[Stored entries]

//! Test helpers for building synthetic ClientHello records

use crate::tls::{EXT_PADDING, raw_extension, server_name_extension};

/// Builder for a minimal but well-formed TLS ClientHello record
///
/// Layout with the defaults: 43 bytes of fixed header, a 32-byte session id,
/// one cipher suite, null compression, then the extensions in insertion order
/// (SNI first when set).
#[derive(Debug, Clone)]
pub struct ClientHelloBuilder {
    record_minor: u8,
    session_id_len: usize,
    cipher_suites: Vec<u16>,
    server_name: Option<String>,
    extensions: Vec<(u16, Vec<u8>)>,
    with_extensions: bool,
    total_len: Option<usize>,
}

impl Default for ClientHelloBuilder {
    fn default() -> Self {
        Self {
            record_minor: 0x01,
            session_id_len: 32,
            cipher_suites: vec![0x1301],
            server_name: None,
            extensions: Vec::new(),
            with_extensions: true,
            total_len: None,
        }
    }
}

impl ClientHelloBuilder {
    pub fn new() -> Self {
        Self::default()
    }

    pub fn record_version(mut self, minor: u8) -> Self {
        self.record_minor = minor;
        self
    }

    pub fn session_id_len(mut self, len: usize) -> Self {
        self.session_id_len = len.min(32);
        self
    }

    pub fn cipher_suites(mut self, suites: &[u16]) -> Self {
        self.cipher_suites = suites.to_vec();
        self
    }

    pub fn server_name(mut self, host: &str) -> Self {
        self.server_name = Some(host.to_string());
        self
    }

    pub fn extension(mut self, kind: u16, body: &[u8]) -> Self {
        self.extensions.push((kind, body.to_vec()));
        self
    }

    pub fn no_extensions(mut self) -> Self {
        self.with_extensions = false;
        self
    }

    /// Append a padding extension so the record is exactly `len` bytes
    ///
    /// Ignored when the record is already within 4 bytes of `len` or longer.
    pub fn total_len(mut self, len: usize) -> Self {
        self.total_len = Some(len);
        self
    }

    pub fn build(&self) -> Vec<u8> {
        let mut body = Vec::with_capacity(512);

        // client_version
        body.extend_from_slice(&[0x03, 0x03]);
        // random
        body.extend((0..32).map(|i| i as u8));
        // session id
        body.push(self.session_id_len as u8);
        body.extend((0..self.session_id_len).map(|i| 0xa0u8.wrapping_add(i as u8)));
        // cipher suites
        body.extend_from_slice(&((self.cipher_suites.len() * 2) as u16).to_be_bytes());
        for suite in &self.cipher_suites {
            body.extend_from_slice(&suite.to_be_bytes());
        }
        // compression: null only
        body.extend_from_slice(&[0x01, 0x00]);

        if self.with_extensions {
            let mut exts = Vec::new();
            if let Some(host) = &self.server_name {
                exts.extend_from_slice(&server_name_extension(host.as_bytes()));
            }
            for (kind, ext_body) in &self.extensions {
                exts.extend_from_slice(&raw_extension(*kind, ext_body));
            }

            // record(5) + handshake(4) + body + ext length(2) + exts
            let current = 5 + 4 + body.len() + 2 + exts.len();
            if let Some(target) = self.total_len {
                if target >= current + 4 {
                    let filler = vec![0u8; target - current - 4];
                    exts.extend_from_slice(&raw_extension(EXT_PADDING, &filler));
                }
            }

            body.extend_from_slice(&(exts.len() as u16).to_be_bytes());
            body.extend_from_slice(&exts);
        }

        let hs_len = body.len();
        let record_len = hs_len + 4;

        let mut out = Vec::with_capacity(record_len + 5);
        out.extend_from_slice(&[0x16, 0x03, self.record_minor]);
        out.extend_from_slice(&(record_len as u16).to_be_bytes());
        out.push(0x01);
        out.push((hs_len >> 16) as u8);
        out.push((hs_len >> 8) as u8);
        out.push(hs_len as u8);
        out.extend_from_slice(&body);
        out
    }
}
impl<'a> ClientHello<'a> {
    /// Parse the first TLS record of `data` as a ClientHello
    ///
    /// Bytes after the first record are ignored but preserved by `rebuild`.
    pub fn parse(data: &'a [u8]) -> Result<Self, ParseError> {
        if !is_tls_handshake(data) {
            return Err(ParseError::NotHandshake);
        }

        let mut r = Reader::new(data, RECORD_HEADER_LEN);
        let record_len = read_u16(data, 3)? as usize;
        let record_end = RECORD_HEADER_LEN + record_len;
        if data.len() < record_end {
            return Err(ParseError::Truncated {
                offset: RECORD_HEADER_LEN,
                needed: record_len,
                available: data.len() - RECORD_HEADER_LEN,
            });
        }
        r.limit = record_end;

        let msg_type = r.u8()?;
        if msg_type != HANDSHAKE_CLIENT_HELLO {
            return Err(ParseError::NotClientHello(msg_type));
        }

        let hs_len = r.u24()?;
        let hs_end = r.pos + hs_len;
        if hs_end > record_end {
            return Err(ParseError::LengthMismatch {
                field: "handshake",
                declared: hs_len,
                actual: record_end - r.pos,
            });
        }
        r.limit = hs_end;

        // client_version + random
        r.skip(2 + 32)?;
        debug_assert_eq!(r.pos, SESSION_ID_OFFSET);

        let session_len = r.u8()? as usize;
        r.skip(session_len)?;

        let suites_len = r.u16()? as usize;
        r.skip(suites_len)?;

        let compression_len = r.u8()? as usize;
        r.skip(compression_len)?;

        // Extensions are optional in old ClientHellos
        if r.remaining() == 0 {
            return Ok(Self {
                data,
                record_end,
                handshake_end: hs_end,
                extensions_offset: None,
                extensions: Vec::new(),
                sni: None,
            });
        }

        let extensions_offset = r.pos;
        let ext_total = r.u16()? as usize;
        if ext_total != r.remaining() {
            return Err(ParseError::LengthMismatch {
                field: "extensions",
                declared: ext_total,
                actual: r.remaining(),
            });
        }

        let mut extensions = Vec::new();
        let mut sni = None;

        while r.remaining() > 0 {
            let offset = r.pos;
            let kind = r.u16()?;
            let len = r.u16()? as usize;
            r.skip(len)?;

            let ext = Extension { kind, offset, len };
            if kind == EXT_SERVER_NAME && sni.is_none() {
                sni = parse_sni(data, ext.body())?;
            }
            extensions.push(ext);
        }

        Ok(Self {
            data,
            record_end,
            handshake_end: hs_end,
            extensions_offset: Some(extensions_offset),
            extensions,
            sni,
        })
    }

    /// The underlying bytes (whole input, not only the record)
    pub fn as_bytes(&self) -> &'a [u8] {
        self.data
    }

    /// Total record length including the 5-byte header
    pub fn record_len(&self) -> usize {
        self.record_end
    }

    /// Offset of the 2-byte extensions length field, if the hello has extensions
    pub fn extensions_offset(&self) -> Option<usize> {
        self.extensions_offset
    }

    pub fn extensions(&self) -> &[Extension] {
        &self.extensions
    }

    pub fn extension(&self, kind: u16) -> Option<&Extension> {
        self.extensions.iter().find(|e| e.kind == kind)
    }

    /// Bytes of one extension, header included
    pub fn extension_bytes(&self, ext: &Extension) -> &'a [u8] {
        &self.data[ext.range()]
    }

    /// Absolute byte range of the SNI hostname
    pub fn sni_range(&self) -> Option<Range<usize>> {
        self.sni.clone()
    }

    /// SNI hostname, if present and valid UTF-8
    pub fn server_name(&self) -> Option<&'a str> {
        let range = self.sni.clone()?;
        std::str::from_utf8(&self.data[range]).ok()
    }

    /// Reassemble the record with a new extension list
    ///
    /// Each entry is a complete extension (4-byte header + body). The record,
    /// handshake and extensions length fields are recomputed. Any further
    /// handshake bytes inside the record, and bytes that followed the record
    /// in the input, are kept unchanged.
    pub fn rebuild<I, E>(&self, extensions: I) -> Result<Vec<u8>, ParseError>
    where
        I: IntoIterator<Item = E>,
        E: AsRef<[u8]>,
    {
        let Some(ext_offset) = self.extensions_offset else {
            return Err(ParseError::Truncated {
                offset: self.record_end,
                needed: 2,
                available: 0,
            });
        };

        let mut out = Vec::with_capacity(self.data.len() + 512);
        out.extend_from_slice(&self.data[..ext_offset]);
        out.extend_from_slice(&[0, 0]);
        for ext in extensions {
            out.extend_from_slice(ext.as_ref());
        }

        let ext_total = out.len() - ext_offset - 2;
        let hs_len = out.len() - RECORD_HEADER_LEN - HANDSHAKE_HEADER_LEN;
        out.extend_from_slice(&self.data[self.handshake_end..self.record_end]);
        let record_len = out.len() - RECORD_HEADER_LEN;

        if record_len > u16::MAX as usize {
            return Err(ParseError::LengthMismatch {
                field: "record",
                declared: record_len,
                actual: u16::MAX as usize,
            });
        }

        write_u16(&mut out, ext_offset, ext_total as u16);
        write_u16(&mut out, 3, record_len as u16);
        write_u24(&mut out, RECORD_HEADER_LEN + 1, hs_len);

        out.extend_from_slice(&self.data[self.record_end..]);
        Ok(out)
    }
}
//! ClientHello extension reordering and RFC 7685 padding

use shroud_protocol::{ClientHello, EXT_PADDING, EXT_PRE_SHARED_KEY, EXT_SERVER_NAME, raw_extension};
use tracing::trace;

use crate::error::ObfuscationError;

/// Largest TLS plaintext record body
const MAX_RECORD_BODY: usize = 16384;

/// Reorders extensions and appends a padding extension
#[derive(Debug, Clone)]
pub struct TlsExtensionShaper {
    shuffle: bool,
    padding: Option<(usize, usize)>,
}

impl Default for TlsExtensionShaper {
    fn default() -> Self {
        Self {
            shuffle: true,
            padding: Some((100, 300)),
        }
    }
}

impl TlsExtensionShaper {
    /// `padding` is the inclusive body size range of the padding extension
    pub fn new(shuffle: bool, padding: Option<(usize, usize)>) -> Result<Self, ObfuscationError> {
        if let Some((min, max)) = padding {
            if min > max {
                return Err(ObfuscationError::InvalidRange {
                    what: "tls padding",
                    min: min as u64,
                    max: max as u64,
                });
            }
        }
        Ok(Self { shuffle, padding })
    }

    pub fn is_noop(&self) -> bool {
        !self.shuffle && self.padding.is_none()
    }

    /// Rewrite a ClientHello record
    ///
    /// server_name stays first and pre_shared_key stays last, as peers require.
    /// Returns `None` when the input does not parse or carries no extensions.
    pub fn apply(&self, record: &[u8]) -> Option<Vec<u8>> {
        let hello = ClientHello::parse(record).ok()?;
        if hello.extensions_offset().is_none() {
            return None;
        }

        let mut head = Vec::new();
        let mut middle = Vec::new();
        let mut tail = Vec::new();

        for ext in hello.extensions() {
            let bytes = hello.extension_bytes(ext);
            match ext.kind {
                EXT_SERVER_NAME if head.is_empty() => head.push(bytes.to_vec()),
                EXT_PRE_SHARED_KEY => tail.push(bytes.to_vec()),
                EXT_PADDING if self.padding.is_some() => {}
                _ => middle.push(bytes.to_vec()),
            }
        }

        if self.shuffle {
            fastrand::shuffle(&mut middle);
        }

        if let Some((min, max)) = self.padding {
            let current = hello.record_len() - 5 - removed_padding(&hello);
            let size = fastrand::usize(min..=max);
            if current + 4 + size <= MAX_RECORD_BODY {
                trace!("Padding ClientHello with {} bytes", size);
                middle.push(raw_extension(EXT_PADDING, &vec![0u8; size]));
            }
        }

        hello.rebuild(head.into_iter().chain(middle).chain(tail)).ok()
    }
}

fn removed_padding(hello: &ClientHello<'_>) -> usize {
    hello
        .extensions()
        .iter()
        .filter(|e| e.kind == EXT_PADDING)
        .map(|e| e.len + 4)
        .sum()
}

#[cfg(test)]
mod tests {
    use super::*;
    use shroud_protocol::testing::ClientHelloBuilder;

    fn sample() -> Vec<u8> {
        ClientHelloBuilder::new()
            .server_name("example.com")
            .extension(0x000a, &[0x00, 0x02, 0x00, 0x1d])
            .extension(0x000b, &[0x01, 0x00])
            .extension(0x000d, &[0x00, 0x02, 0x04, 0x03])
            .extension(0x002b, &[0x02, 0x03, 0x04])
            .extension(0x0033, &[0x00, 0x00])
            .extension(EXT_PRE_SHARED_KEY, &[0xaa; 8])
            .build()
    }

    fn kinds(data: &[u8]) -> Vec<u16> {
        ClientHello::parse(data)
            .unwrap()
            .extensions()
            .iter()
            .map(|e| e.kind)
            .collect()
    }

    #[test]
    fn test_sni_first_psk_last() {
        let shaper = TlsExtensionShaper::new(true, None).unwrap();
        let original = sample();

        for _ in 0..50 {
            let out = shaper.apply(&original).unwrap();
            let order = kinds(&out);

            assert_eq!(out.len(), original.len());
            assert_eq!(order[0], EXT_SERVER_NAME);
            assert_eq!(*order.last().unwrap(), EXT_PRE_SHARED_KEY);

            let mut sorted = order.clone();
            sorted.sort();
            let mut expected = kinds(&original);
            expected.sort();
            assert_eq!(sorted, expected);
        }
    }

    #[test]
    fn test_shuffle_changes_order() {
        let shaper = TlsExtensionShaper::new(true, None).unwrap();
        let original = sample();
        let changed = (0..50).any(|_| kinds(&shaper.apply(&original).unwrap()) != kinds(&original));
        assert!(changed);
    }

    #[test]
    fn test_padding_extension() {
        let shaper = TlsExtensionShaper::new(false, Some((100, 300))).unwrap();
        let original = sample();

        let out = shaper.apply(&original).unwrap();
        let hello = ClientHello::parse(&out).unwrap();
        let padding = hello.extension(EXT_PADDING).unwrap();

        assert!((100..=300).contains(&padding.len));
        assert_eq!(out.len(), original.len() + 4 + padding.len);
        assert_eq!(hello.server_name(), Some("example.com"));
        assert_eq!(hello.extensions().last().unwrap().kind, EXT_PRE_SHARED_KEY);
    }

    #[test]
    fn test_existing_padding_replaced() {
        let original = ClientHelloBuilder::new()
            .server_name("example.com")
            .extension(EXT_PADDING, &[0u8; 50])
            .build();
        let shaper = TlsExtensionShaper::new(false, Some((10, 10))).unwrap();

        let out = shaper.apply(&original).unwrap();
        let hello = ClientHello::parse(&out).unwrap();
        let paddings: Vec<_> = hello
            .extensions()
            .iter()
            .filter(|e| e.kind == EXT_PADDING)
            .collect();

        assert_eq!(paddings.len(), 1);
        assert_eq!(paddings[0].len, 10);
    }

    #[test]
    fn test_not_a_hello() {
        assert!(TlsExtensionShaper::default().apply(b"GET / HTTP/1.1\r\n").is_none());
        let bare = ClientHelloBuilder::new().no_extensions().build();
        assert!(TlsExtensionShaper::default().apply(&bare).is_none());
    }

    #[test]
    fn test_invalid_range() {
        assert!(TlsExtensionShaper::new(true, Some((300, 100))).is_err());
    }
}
...
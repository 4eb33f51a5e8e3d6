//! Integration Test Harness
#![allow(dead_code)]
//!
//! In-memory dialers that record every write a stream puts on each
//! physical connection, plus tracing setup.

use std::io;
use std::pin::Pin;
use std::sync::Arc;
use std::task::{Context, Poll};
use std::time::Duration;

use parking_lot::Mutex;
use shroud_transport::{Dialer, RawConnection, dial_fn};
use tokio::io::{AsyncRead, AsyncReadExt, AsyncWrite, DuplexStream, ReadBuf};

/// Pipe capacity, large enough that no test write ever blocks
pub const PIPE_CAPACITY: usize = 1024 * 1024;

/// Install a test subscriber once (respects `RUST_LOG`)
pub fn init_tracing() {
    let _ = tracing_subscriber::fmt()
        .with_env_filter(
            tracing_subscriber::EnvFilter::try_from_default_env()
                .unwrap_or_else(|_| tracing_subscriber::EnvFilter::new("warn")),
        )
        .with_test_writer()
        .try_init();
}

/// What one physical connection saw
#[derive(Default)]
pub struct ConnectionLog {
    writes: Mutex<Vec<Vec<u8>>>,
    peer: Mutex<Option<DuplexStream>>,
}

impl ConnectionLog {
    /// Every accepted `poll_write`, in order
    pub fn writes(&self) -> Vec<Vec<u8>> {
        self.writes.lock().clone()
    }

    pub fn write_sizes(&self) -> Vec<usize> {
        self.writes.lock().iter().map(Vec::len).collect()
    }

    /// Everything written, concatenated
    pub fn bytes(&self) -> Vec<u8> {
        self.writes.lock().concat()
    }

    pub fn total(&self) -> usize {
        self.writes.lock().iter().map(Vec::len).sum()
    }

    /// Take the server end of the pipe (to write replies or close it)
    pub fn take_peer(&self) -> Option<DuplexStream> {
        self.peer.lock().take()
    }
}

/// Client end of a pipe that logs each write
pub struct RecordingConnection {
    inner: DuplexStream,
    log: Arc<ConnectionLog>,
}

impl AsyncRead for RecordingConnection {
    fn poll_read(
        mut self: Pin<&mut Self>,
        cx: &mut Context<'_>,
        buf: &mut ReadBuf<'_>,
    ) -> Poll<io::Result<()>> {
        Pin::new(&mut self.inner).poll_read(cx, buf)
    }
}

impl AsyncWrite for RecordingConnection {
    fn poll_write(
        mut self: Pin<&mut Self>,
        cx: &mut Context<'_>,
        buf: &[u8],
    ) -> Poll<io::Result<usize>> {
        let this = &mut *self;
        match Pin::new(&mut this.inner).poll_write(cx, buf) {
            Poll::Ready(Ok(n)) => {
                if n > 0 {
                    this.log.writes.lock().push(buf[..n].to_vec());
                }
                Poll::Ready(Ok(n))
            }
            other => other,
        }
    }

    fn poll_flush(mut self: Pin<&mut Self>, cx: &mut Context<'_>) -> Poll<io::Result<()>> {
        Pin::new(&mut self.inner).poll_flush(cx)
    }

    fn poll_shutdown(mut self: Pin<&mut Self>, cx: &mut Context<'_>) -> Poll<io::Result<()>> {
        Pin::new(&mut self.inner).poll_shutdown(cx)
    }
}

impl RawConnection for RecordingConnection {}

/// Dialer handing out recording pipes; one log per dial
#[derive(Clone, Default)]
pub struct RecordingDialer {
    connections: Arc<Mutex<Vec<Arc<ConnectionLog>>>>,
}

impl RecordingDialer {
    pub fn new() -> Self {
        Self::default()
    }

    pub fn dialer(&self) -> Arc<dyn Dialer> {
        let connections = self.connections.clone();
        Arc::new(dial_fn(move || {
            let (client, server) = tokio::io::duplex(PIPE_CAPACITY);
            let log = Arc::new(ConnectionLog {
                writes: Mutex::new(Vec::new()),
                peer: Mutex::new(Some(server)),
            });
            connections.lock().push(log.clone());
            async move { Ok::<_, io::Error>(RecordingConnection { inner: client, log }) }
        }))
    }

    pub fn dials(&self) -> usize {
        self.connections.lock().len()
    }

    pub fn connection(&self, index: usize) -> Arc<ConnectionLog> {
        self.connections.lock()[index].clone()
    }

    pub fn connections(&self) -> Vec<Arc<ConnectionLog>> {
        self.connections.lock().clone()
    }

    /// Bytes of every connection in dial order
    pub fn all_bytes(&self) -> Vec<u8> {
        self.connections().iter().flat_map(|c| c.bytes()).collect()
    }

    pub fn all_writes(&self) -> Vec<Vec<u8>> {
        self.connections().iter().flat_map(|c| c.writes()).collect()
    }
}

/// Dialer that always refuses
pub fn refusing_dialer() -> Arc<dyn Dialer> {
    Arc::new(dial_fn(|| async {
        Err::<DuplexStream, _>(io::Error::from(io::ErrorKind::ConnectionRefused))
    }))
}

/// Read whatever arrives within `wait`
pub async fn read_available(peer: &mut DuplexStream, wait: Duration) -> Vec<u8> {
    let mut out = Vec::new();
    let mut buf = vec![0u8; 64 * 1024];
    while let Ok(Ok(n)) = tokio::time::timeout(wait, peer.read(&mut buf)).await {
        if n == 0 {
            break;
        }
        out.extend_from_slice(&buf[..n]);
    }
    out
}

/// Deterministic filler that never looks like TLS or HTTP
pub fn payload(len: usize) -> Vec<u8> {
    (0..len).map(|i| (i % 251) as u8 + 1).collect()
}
---
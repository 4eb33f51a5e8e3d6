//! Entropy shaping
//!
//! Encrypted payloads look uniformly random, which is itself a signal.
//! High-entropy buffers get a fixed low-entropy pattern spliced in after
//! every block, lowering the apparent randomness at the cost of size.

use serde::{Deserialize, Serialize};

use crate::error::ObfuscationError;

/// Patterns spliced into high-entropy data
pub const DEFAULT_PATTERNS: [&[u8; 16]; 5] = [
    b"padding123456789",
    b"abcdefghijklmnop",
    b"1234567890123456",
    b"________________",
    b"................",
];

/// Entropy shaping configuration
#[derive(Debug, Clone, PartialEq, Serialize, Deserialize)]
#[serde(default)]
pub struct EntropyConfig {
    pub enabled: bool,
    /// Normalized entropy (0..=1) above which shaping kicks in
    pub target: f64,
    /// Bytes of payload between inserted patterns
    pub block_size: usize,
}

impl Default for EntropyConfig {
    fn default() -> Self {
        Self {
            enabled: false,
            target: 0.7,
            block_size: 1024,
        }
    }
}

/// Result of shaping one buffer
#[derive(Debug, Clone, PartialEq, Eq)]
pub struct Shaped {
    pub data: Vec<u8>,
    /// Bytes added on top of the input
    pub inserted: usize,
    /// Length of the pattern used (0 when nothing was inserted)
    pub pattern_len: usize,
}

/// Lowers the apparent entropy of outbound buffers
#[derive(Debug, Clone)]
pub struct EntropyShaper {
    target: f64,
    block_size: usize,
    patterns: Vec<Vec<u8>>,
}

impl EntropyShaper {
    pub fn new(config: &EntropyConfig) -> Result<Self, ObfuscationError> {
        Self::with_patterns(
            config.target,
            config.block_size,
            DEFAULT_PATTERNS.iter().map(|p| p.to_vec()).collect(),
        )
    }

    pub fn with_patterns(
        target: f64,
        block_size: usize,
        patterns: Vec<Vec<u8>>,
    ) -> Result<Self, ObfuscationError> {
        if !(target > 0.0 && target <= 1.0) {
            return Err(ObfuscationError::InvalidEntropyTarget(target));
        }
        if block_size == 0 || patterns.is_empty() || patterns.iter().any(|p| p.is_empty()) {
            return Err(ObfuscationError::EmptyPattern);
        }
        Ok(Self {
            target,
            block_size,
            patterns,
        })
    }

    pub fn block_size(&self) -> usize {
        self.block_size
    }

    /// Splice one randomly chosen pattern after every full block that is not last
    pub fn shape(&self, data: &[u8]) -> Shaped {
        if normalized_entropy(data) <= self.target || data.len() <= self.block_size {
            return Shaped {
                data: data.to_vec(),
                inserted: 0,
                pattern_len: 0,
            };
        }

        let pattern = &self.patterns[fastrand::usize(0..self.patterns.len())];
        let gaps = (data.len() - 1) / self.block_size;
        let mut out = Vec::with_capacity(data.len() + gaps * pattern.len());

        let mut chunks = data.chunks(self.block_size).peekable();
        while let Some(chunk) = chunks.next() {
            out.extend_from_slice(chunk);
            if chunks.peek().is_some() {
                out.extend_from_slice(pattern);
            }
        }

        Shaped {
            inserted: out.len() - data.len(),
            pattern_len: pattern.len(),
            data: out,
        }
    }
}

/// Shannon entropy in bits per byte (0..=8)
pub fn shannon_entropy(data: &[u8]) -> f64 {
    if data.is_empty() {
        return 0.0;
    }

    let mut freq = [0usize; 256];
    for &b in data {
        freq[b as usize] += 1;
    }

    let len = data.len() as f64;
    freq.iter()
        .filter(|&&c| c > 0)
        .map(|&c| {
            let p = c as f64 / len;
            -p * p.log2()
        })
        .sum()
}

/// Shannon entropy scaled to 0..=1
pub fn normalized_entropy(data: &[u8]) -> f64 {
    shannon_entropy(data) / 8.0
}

### Instructions for the task:
Count lines, not occurrences. State how many lines of the entries contain the word "inner", and add nothing.

### Answer to this task:
6